La conséquence est une évolution décisive de la position de Cohen et éventuellement de ceux qui lui ressembleraient, qui se rapprocheraient de lui en étant dans la même position que lui (à la fois personnalités académiques du Système impliquées dans les matières de sécurité nationale, devenant “dissident” en portant précisément leurs critiques sur ces matières). Cette évolution a un nom, – “dissidence”, comme dans l’URSS des années 1960-1980. Si Cohen n’accepte pas toutes les implications du terme tel qu’il fut employé en Union Soviétique, c’est, selon notre analyse propre, à cause de caractéristiques techniques plus que politiques du régime américaniste. (Les obligations de ce régime, notamment économiques et par conséquent juridiques, interdisent un état de censure aussi complet qu’en URSS, mais l’autocensure générale fait peut-être la différence, et quoi qu’il en soit il s’agit bien de dispositions techniques.) D’ailleurs, Cohen, après avoir introduit cette nuance américaniste par rapport au soviétisme, n’hésite pas à une seconder à accepter le terme de “dissidence”, et la position implicite d’“hérésie” qui va avec, – c’est-à-dire que l’esprit de la chose, en contrée américaniste comme en contrée soviétique, est bien le même, – il est radical, rupturiel, aussi général et essentiel que la pression totalitaire qu'il rejette.
«I recall this issue being discussed long ago in a very different context—by Soviet-era dissidents when I lived among them in Moscow in the 1970s and 1980s. A few of our supporters who know that history (including Edward Lozansky, a former Soviet dissident, Reagan Republican, and the organizer of today’s event) have recently called us “American dissidents.” The analogy is imperfect: my Soviet friends had far fewer possibilities for dissent and risked much worse consequences.
»But the analogy does suggest a lesson. Soviet dissidents were protesting an entrenched orthodoxy of dogmas and uncritical policy-making, which is why they were denounced as heretics by Soviet authorities and media. Since the 1990s, beginning with the Clinton administration, exceedingly unwise notions about post-Soviet Russia and the political correctness of US policy have congealed into a bipartisan American orthodoxy. The natural, historical response to orthodoxy is heresy. So let us be patriotic heretics, regardless of personal consequences, in the hope that many others will join us, as has often happened in history...» [...]

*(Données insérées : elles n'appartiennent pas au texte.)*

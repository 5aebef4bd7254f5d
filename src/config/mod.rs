// ABOUTME: Daemon configuration and per-project pipeline configuration.
// ABOUTME: Both are YAML; secrets can be supplied via environment variables.

use nonempty::NonEmpty;
use serde::Deserialize;
use std::fmt;
use std::path::{Path, PathBuf};
use std::time::Duration;

use crate::error::{Error, Result};

/// Environment variable overriding the webhook secret from the config file.
pub const WEBHOOK_SECRET_ENV: &str = "SLIPWAY_WEBHOOK_SECRET";
/// Environment variable overriding the notification webhook URL.
pub const SLACK_WEBHOOK_ENV: &str = "SLIPWAY_SLACK_WEBHOOK_URL";

/// Filename of the per-project pipeline configuration, looked up in the
/// project's checkout directory.
pub const PIPELINE_FILE: &str = ".slipway.yml";

fn default_bind_addr() -> String {
    "0.0.0.0:8080".to_string()
}

fn default_runtime_socket() -> String {
    "/var/run/docker.sock".to_string()
}

/// Daemon-level configuration, loaded once at startup.
#[derive(Debug, Clone, Deserialize)]
#[serde(deny_unknown_fields)]
pub struct AppConfig {
    /// Address the webhook listener binds to.
    #[serde(default = "default_bind_addr")]
    pub bind_addr: String,

    /// Unix socket of the container engine.
    #[serde(default = "default_runtime_socket")]
    pub runtime_socket: String,

    /// Directory containing project checkouts, one per `owner/repo`.
    pub projects_dir: PathBuf,

    /// Directory run reports are persisted under.
    pub logs_dir: PathBuf,

    /// Shared secret for webhook signature verification. Requests are
    /// rejected when unset.
    #[serde(default)]
    pub webhook_secret: Option<String>,

    /// Optional Slack-style incoming webhook for run notifications.
    #[serde(default)]
    pub slack_webhook_url: Option<String>,
}

impl AppConfig {
    /// Load the daemon configuration from a YAML file, then apply
    /// environment overrides for secrets.
    pub fn load(path: &Path) -> Result<Self> {
        if !path.is_file() {
            return Err(Error::ConfigNotFound(path.to_path_buf()));
        }
        let text = std::fs::read_to_string(path)?;
        let mut config: AppConfig = serde_yaml::from_str(&text)?;
        config.apply_env();
        Ok(config)
    }

    fn apply_env(&mut self) {
        if let Ok(secret) = std::env::var(WEBHOOK_SECRET_ENV)
            && !secret.is_empty()
        {
            self.webhook_secret = Some(secret);
        }
        if let Ok(url) = std::env::var(SLACK_WEBHOOK_ENV)
            && !url.is_empty()
        {
            self.slack_webhook_url = Some(url);
        }
    }

    /// Checkout directory for a project, keyed by lowercased `owner/repo`.
    pub fn project_dir(&self, full_name: &str) -> PathBuf {
        self.projects_dir.join(full_name.to_lowercase())
    }
}

/// One discrete phase of a pipeline run.
#[derive(Debug, Clone, Copy, PartialEq, Eq, Deserialize)]
#[serde(rename_all = "kebab-case")]
pub enum StageKind {
    Test,
    Build,
    Deploy,
    ComposeBuildDeploy,
}

impl fmt::Display for StageKind {
    fn fmt(&self, f: &mut fmt::Formatter<'_>) -> fmt::Result {
        let name = match self {
            StageKind::Test => "test",
            StageKind::Build => "build",
            StageKind::Deploy => "deploy",
            StageKind::ComposeBuildDeploy => "compose-build-deploy",
        };
        write!(f, "{}", name)
    }
}

fn default_stop_timeout() -> Duration {
    Duration::from_secs(10)
}

/// Per-project pipeline configuration.
///
/// Resolved from the project's `.slipway.yml`. The stage list is
/// structurally non-empty: an empty list fails deserialization, which is
/// the only validation the core applies to this otherwise opaque input.
#[derive(Debug, Clone, Deserialize)]
#[serde(deny_unknown_fields)]
pub struct PipelineConfig {
    /// Ordered stages to execute.
    pub stages: NonEmpty<StageKind>,

    /// Compose file for the compose-build-deploy stage, relative to the
    /// project directory.
    #[serde(default)]
    pub compose_file: Option<String>,

    /// How long to wait for the old container during a deploy swap.
    #[serde(default = "default_stop_timeout", with = "humantime_serde")]
    pub stop_timeout: Duration,
}

impl PipelineConfig {
    /// Resolve the pipeline configuration from a project directory.
    pub fn discover(project_dir: &Path) -> Result<Self> {
        let path = project_dir.join(PIPELINE_FILE);
        if !path.is_file() {
            return Err(Error::ConfigNotFound(path));
        }
        let text = std::fs::read_to_string(&path)?;
        Self::parse(&text)
    }

    /// Parse a pipeline configuration document.
    pub fn parse(text: &str) -> Result<Self> {
        serde_yaml::from_str(text)
            .map_err(|e| Error::InvalidConfig(format!("{}: {}", PIPELINE_FILE, e)))
    }

    /// The configuration used by the compose entrypoint: a single
    /// compose-build-deploy stage, keeping any compose file and timeout
    /// from the resolved configuration.
    pub fn compose_only(self) -> Self {
        Self {
            stages: NonEmpty::new(StageKind::ComposeBuildDeploy),
            ..self
        }
    }
}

»Alas, there is no such leadership here in Washington. President Obama has vanished as a statesman in the Ukrainian crisis. Secretary of State John Kerry speaks publicly more like a secretary of war than as our top diplomat. The Senate is preparing even more warfare legislation. The establishment media relies uncritically on Kiev’s propaganda and cheerleads for its policies. Unlike the devastation wrought in Gaza, American television rarely, if ever, shows Kiev’s destruction of Luhansk, Donetsk or other Ukrainian cities, thereby arousing no public qualms or questions.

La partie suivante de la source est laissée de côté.